Now that you’ve finally collided with you, it was a challenge to stop staring at him and instead use your words to make an opening salvo.

Finally, you began with the pettiest of non-entities in the course of your relationship. “You stopped following me on the Gram.” Said bluntly and too matter of fact to not have real emotions tied to that action. A mico-reason to be in your feelings at the moment.  “That your choice or did you do that sooth the savage beast in your bed? Either way, it’s kinda low.” And petty which was your corner of the market. Conjugating pettiness beyond a simple adjective into a verb and noun required the dexterity of a linguist resurrecting a dead language and the pure vindictiveness of a bitter ex.

Brian’s eyebrows were his tell: notching in proportion to his anger. You calculated the arching to be approximately thirty percent, and kept the internal crowing to a minimum but licked your lips in a languid slide as a mark of satisfaction.

Brian squared his shoulders in a perfect line for a fight. “One hundred percent my idea. I decided it was time to bury the past and finally let it stay that way. Someone told me that skeletons in the closet always find a way to trip you or trap you. I was just acting on the good advice.”
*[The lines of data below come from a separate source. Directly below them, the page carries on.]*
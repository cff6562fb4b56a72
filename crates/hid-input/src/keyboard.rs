//! Keyboard reports into the Key State Table.

use std::sync::Arc;

use atari_st_keyboard::hid::{self, modifier};
use atari_st_keyboard::{KeyStateTable, Layout, apply_keyboard_report_layout};

/// Length of a boot-protocol keyboard report.
pub const BOOT_REPORT_LEN: usize = 8;

/// A boot-protocol keyboard report: modifier bits and up to six usages.
#[derive(Debug, Clone, Copy, Default, PartialEq, Eq)]
pub struct KeyboardReport {
    pub modifiers: u8,
    pub keys: [u8; 6],
}

impl KeyboardReport {
    #[must_use]
    pub const fn new(modifiers: u8, keys: [u8; 6]) -> Self {
        Self { modifiers, keys }
    }

    /// Parse `modifier, reserved, keycode[6]`. Short reports are rejected.
    #[must_use]
    pub fn from_boot_report(report: &[u8]) -> Option<Self> {
        if report.len() < BOOT_REPORT_LEN {
            return None;
        }
        let mut keys = [0; 6];
        keys.copy_from_slice(&report[2..BOOT_REPORT_LEN]);
        Some(Self {
            modifiers: report[0],
            keys,
        })
    }

    /// Rewrite the shortcuts for keys the ST has and PC keyboards lack.
    ///
    /// With ALT held, BACKSPACE becomes INSERT and CTRL is dropped, and
    /// DELETE becomes CLR/HOME and ALT itself is dropped.
    #[must_use]
    pub fn with_alt_shortcuts(mut self) -> Self {
        if self.modifiers & modifier::ALT == 0 {
            return self;
        }
        if replace(&mut self.keys, hid::BACKSPACE, hid::INSERT) {
            self.modifiers &= !modifier::CTRL;
            log::debug!("Shortcut: ALT+BACKSPACE -> INSERT");
        }
        if replace(&mut self.keys, hid::DELETE, hid::HOME) {
            self.modifiers &= !modifier::ALT;
            log::debug!("Shortcut: ALT+DELETE -> CLR/HOME");
        }
        self
    }
}

fn replace(keys: &mut [u8; 6], from: u8, to: u8) -> bool {
    let mut replaced = false;
    for key in keys.iter_mut().filter(|k| **k == from) {
        *key = to;
        replaced = true;
    }
    replaced
}

/// One keyboard source's view of the Key State Table.
///
/// Holds the previous report's keys so releases can be detected. Each
/// keyboard source (USB, Bluetooth) gets its own pipeline.
pub struct KeyboardPipeline {
    keys: Arc<KeyStateTable>,
    layout: Layout,
    prev_keys: [u8; 6],
}

impl KeyboardPipeline {
    #[must_use]
    pub fn new(keys: Arc<KeyStateTable>, layout: Layout) -> Self {
        Self {
            keys,
            layout,
            prev_keys: [0; 6],
        }
    }

    #[must_use]
    pub fn layout(&self) -> Layout {
        self.layout
    }

    pub fn set_layout(&mut self, layout: Layout) {
        self.layout = layout;
    }

    #[must_use]
    pub fn key_states(&self) -> &Arc<KeyStateTable> {
        &self.keys
    }

    /// Apply a report. Modifiers are written even if the report is
    /// identical to the last one.
    pub fn handle_report(&mut self, report: &KeyboardReport) {
        let report = report.with_alt_shortcuts();
        log::trace!(
            "Keyboard modifiers {:#04X}, keys {:02X?}",
            report.modifiers,
            report.keys
        );

        if log::log_enabled!(log::Level::Debug) {
            let shifted = report.modifiers & modifier::SHIFT != 0;
            for &usage in report.keys.iter().filter(|&&u| u != 0) {
                if !self.prev_keys.contains(&usage) {
                    log::debug!("Key pressed: {}", hid::describe(usage, shifted));
                }
            }
        }

        apply_keyboard_report_layout(
            &self.keys,
            &self.prev_keys,
            &report.keys,
            report.modifiers,
            self.layout,
        );
        self.prev_keys = report.keys;
    }

    /// Forget the previous report and release everything it held.
    pub fn reset(&mut self) {
        apply_keyboard_report_layout(&self.keys, &self.prev_keys, &[0; 6], 0, self.layout);
        self.prev_keys = [0; 6];
    }
}

#[cfg(test)]
mod tests {
    use super::*;
    use atari_st_keyboard::scancode;

    fn pipeline() -> KeyboardPipeline {
        KeyboardPipeline::new(Arc::new(KeyStateTable::new()), Layout::Us)
    }

    fn held(p: &KeyboardPipeline) -> Vec<u8> {
        p.key_states().pressed().collect()
    }

    #[test]
    fn short_reports_are_rejected() {
        assert_eq!(KeyboardReport::from_boot_report(&[0; 7]), None);
        let report = KeyboardReport::from_boot_report(&[0x02, 0, 0x04, 0, 0, 0, 0, 0]);
        assert_eq!(report, Some(KeyboardReport::new(0x02, [0x04, 0, 0, 0, 0, 0])));
    }

    #[test]
    fn a_press_and_release() {
        let mut p = pipeline();
        p.handle_report(&KeyboardReport::new(0, [hid::A, 0, 0, 0, 0, 0]));
        assert_eq!(held(&p), vec![scancode::A]);
        p.handle_report(&KeyboardReport::default());
        assert!(held(&p).is_empty());
    }

    #[test]
    fn repeated_report_keeps_modifier_down() {
        let mut p = pipeline();
        let report = KeyboardReport::new(modifier::LEFT_SHIFT, [hid::A, 0, 0, 0, 0, 0]);
        p.handle_report(&report);
        p.handle_report(&report);
        assert!(p.key_states().is_down(scancode::LSHIFT));
        assert!(p.key_states().is_down(scancode::A));
    }

    #[test]
    fn alt_backspace_becomes_insert_without_ctrl() {
        let mut p = pipeline();
        p.key_states().set(scancode::CTRL, true);
        let report = KeyboardReport::new(
            modifier::LEFT_ALT | modifier::LEFT_CTRL,
            [0, 0, hid::BACKSPACE, 0, 0, 0],
        );
        p.handle_report(&report);
        assert!(p.key_states().is_down(scancode::INSERT));
        assert!(!p.key_states().is_down(scancode::CTRL));
        assert!(!p.key_states().is_down(scancode::BACKSPACE));
        assert!(p.key_states().is_down(scancode::ALT));
    }

    #[test]
    fn alt_delete_becomes_clr_home_without_alt() {
        let mut p = pipeline();
        p.handle_report(&KeyboardReport::new(
            modifier::RIGHT_ALT,
            [hid::DELETE, 0, 0, 0, 0, 0],
        ));
        assert!(p.key_states().is_down(scancode::CLR_HOME));
        assert!(!p.key_states().is_down(scancode::ALT));
        assert!(!p.key_states().is_down(scancode::DELETE));
    }

    #[test]
    fn backspace_without_alt_is_untouched() {
        let report = KeyboardReport::new(modifier::LEFT_CTRL, [hid::BACKSPACE, 0, 0, 0, 0, 0]);
        assert_eq!(report.with_alt_shortcuts(), report);
    }

    #[test]
    fn reset_releases_held_keys() {
        let mut p = pipeline();
        p.handle_report(&KeyboardReport::new(modifier::LEFT_SHIFT, [hid::A, hid::Z, 0, 0, 0, 0]));
        p.reset();
        assert!(held(&p).is_empty());
    }
}
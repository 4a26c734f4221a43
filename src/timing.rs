//! Duration/timing-source resolution shared by the alignment pipeline.
//!
//! Grounded in `_estimate_duration_sec` from the (superseded) original
//! baseline pipeline: when no audio duration is available, duration is
//! estimated from token count at a fixed per-token rate, floored at one
//! second. Kept as a named constant rather than inlined, per spec Open
//! Question (c) — not tuned further.
use crate::models::{round3, TimingSource};

pub const DEFAULT_HEURISTIC_SECONDS_PER_TOKEN: f64 = 0.32;

/// Resolve alignment duration: audio-derived when available, otherwise a
/// token-count heuristic.
pub fn resolve_duration(audio_duration_sec: Option<f64>, token_count: usize) -> (f64, TimingSource) {
    match audio_duration_sec {
        Some(duration) if duration > 0.0 => (round3(duration), TimingSource::Audio),
        _ => (estimate_duration_heuristic(token_count), TimingSource::Heuristic),
    }
}

pub fn estimate_duration_heuristic(token_count: usize) -> f64 {
    round3((token_count as f64 * DEFAULT_HEURISTIC_SECONDS_PER_TOKEN).max(1.0))
}

#[cfg(test)]
mod tests {
    use super::*;

    #[test]
    fn heuristic_floors_at_one_second() {
        assert_eq!(estimate_duration_heuristic(1), 1.0);
        assert_eq!(estimate_duration_heuristic(0), 1.0);
    }

    #[test]
    fn heuristic_scales_with_token_count() {
        assert_eq!(estimate_duration_heuristic(10), 3.2);
    }

    #[test]
    fn prefers_audio_duration_when_present() {
        let (duration, source) = resolve_duration(Some(4.5), 3);
        assert_eq!(duration, 4.5);
        assert_eq!(source, TimingSource::Audio);
    }

    #[test]
    fn falls_back_to_heuristic_when_audio_missing() {
        let (duration, source) = resolve_duration(None, 5);
        assert_eq!(duration, 1.6);
        assert_eq!(source, TimingSource::Heuristic);
    }
}
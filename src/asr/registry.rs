//! ASR backend routing: resolves `auto` to a concrete backend, runs the
//! real transcription path when enabled, and falls back to deterministic
//! simulated transcripts otherwise. Grounded directly in
//! `_resolve_backend_choice` / `_simulated_asr_result` from the original
//! ASR registry.

use std::env;
use std::sync::Arc;

use crate::asr::base::{AsrError, AsrResult, AsrSource, ResolvedAsrBackend};
use crate::asr::real;
use crate::languages::canonical_language_code;
use crate::models::AsrBackend;
use crate::providers::cache::shared as shared_cache;
use crate::providers::AudioBuffer;

const DEFAULT_PARAKEET_MODEL_ID: &str = "nvidia/parakeet-ctc-1.1b";
const DEFAULT_PARAKEET_TDT_MODEL_ID: &str = "nvidia/parakeet-tdt-0.6b-v3";
const DEFAULT_CRISPER_MODEL_ID: &str = "nyrahealth/CrisperWhisper";
const DEFAULT_WHISPER_MODEL_ID: &str = "openai/whisper-large-v3";
const SIM_MODEL_ID: &str = "simulated-asr-v1";
const DEFAULT_DEVICE: &str = "auto";

const PARAKEET_TDT_EU_CODES: &[&str] = &[
    "bg", "ca", "cs", "cy", "da", "de", "el", "es", "et", "eu", "fi", "fr", "ga", "gl", "hr", "hu",
    "is", "it", "lt", "lv", "mk", "mt", "nl", "no", "pl", "pt", "ro", "sq", "sr", "sk", "sl", "sv",
];

pub fn transcribe_audio(
    requested_backend: AsrBackend,
    language_code: Option<&str>,
    verbatim: bool,
    audio: Option<&AudioBuffer>,
) -> Result<AsrResult, AsrError> {
    let selected = resolve_backend_choice(requested_backend, language_code, verbatim)
        .ok_or(AsrError::Disabled)?;

    let model_id = default_model_id(selected);
    let simulated = simulated_asr_result(selected, language_code);

    if !env_truthy("VOXALIGN_ASR_USE_HF", false) {
        return Ok(simulated);
    }
    let Some(audio) = audio else {
        return Ok(simulated);
    };

    let device = env::var("VOXALIGN_ASR_DEVICE").unwrap_or_else(|_| DEFAULT_DEVICE.to_string());
    match real::transcribe(&model_id, &device, audio, &shared_cache()) {
        Ok(transcript) if !transcript.is_empty() => Ok(AsrResult {
            transcript,
            language_code: canonical_language_code(language_code).unwrap_or_else(|| "und".to_string()),
            backend: selected.name().to_string(),
            model_id,
            source: AsrSource::Real,
        }),
        _ => Ok(simulated),
    }
}

fn resolve_backend_choice(
    requested_backend: AsrBackend,
    language_code: Option<&str>,
    verbatim: bool,
) -> Option<ResolvedAsrBackend> {
    match requested_backend {
        AsrBackend::Disabled => None,
        AsrBackend::Parakeet => Some(ResolvedAsrBackend::Parakeet),
        AsrBackend::ParakeetTdt => Some(ResolvedAsrBackend::ParakeetTdt),
        AsrBackend::CrisperWhisper => Some(ResolvedAsrBackend::CrisperWhisper),
        AsrBackend::WhisperLargeV3 => Some(ResolvedAsrBackend::WhisperLargeV3),
        AsrBackend::Auto => {
            let code = canonical_language_code(language_code);
            match code.as_deref() {
                Some("en") => Some(if verbatim {
                    ResolvedAsrBackend::CrisperWhisper
                } else {
                    ResolvedAsrBackend::Parakeet
                }),
                Some(other) if PARAKEET_TDT_EU_CODES.contains(&other) => {
                    Some(ResolvedAsrBackend::ParakeetTdt)
                }
                _ => Some(ResolvedAsrBackend::WhisperLargeV3),
            }
        }
    }
}

fn default_model_id(backend: ResolvedAsrBackend) -> String {
    match backend {
        ResolvedAsrBackend::Parakeet => {
            env::var("VOXALIGN_ASR_PARAKEET_MODEL_ID").unwrap_or_else(|_| DEFAULT_PARAKEET_MODEL_ID.to_string())
        }
        ResolvedAsrBackend::ParakeetTdt => env::var("VOXALIGN_ASR_PARAKEET_TDT_MODEL_ID")
            .unwrap_or_else(|_| DEFAULT_PARAKEET_TDT_MODEL_ID.to_string()),
        ResolvedAsrBackend::CrisperWhisper => {
            env::var("VOXALIGN_ASR_CRISPER_MODEL_ID").unwrap_or_else(|_| DEFAULT_CRISPER_MODEL_ID.to_string())
        }
        ResolvedAsrBackend::WhisperLargeV3 => {
            env::var("VOXALIGN_ASR_WHISPER_MODEL_ID").unwrap_or_else(|_| DEFAULT_WHISPER_MODEL_ID.to_string())
        }
    }
}

fn simulated_asr_result(backend: ResolvedAsrBackend, language_code: Option<&str>) -> AsrResult {
    let code = canonical_language_code(language_code).unwrap_or_else(|| "und".to_string());
    let transcript = match backend {
        ResolvedAsrBackend::CrisperWhisper => {
            env::var("VOXALIGN_ASR_SIM_CRISPER").unwrap_or_else(|_| "uh hello uh world".to_string())
        }
        ResolvedAsrBackend::ParakeetTdt => match code.as_str() {
            "fr" => env::var("VOXALIGN_ASR_SIM_PARAKEET_TDT_FR").unwrap_or_else(|_| "bonjour le monde".to_string()),
            "de" => env::var("VOXALIGN_ASR_SIM_PARAKEET_TDT_DE").unwrap_or_else(|_| "hallo welt".to_string()),
            "es" => env::var("VOXALIGN_ASR_SIM_PARAKEET_TDT_ES").unwrap_or_else(|_| "hola mundo".to_string()),
            _ => env::var("VOXALIGN_ASR_SIM_PARAKEET_TDT").unwrap_or_else(|_| "hello world".to_string()),
        },
        ResolvedAsrBackend::WhisperLargeV3 => match code.as_str() {
            "ko" => env::var("VOXALIGN_ASR_SIM_WHISPER_KO").unwrap_or_else(|_| "안녕하세요 반갑습니다".to_string()),
            _ => env::var("VOXALIGN_ASR_SIM_WHISPER").unwrap_or_else(|_| "hello world".to_string()),
        },
        ResolvedAsrBackend::Parakeet => {
            env::var("VOXALIGN_ASR_SIM_PARAKEET").unwrap_or_else(|_| "hello world".to_string())
        }
    };

    AsrResult {
        transcript: normalize_transcript(&transcript),
        language_code: code,
        backend: backend.name().to_string(),
        model_id: SIM_MODEL_ID.to_string(),
        source: AsrSource::Simulated,
    }
}

fn normalize_transcript(text: &str) -> String {
    text.trim().split_whitespace().collect::<Vec<_>>().join(" ")
}

fn env_truthy(name: &str, default: bool) -> bool {
    match env::var(name) {
        Err(_) => default,
        Ok(raw) => !matches!(raw.to_lowercase().as_str(), "0" | "false" | "no" | "off"),
    }
}

#[cfg(test)]
mod tests {
    use super::*;

    #[test]
    fn auto_selects_crisper_for_verbatim_english() {
        let chosen = resolve_backend_choice(AsrBackend::Auto, Some("en-US"), true);
        assert_eq!(chosen, Some(ResolvedAsrBackend::CrisperWhisper));
    }

    #[test]
    fn auto_selects_parakeet_for_non_verbatim_english() {
        let chosen = resolve_backend_choice(AsrBackend::Auto, Some("en"), false);
        assert_eq!(chosen, Some(ResolvedAsrBackend::Parakeet));
    }

    #[test]
    fn auto_selects_parakeet_tdt_for_european_code() {
        let chosen = resolve_backend_choice(AsrBackend::Auto, Some("de"), false);
        assert_eq!(chosen, Some(ResolvedAsrBackend::ParakeetTdt));
    }

    #[test]
    fn auto_falls_back_to_whisper_for_other_codes() {
        let chosen = resolve_backend_choice(AsrBackend::Auto, Some("ko"), false);
        assert_eq!(chosen, Some(ResolvedAsrBackend::WhisperLargeV3));
    }

    #[test]
    fn disabled_backend_yields_none() {
        assert_eq!(resolve_backend_choice(AsrBackend::Disabled, Some("en"), false), None);
    }

    #[test]
    fn simulated_whisper_korean_uses_korean_sample() {
        let result = simulated_asr_result(ResolvedAsrBackend::WhisperLargeV3, Some("ko"));
        assert_eq!(result.transcript, "안녕하세요 반갑습니다");
        assert_eq!(result.source, AsrSource::Simulated);
    }
}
The pretty bastard would use your words against you. The optimist that saw the glass suddenly full of three-hundred dollar Cognac sipped in appreciation, because Brian was still thinking about you and the things that the two of you had done.

* * *

Even in the dark, it was obvious that Brian was white-knuckling the wheel. “I’m done!” He yelled as he slammed his fist into the dash. “I do crazy shit for fun, but I draw the line at _insane_. That was-was absolutely crazy.”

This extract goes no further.